Saved entries:

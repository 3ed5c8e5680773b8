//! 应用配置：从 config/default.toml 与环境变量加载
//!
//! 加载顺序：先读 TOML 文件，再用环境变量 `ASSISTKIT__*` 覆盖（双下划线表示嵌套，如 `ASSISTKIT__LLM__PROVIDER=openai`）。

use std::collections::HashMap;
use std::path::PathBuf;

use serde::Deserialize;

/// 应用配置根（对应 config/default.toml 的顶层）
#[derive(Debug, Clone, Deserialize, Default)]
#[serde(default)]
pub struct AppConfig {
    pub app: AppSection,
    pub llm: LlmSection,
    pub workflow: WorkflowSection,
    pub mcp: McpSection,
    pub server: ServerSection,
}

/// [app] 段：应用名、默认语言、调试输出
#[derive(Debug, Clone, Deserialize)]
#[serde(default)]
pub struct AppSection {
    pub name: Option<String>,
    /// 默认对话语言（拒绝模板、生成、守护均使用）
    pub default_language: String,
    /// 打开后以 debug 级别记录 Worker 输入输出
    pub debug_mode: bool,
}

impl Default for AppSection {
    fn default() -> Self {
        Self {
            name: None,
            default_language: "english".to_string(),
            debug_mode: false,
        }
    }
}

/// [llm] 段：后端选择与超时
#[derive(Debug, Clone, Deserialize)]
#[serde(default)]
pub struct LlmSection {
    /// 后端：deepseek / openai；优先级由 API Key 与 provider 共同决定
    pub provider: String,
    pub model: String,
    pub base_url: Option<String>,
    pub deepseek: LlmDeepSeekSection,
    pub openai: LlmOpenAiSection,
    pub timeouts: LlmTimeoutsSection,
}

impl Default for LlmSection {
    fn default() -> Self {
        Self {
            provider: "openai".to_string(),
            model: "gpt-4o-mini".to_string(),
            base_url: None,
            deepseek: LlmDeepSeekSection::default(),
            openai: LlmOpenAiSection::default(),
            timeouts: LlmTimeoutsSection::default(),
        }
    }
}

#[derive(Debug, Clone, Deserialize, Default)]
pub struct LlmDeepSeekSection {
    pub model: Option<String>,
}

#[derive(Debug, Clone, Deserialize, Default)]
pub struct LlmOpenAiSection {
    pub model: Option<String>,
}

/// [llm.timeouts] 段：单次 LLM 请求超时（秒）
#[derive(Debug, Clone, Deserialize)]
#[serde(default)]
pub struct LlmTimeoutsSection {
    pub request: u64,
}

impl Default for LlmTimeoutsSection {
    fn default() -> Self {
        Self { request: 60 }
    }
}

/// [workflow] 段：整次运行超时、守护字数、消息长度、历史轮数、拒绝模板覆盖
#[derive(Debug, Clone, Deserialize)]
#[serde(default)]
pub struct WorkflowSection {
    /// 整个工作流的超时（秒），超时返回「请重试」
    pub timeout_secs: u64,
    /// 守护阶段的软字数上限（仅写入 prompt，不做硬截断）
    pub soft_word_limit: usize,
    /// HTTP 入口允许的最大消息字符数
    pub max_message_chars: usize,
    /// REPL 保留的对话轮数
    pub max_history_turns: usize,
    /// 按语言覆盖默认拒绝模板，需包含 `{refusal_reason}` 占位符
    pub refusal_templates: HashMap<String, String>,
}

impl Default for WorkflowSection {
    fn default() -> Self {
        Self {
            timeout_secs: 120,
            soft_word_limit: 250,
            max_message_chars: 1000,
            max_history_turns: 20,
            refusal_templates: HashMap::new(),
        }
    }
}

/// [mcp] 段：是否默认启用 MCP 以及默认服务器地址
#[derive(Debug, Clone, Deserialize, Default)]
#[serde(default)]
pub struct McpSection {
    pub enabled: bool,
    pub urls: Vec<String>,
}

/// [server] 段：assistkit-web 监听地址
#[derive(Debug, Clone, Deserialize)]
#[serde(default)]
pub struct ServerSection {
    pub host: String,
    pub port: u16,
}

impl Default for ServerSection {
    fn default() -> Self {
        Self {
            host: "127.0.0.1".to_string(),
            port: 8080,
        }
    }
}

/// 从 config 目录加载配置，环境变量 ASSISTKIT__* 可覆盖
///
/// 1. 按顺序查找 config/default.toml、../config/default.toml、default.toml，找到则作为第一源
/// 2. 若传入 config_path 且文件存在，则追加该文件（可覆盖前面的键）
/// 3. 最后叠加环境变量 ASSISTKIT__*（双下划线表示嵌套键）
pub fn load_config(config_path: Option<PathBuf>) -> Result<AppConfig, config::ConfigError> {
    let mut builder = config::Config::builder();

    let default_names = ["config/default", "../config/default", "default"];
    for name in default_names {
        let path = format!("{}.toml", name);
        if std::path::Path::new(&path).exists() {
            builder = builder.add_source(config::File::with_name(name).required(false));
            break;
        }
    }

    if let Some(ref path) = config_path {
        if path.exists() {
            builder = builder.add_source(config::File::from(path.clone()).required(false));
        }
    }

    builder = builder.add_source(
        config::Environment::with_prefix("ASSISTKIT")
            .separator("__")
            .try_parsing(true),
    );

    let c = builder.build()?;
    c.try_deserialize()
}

> WHAT TO DO
Which lines hold the string "impl"? Copy all of them from the data above.

> COMPLETED EXERCISE
impl Default for AppSection {
impl Default for LlmSection {
impl Default for LlmTimeoutsSection {
impl Default for WorkflowSection {
impl Default for ServerSection {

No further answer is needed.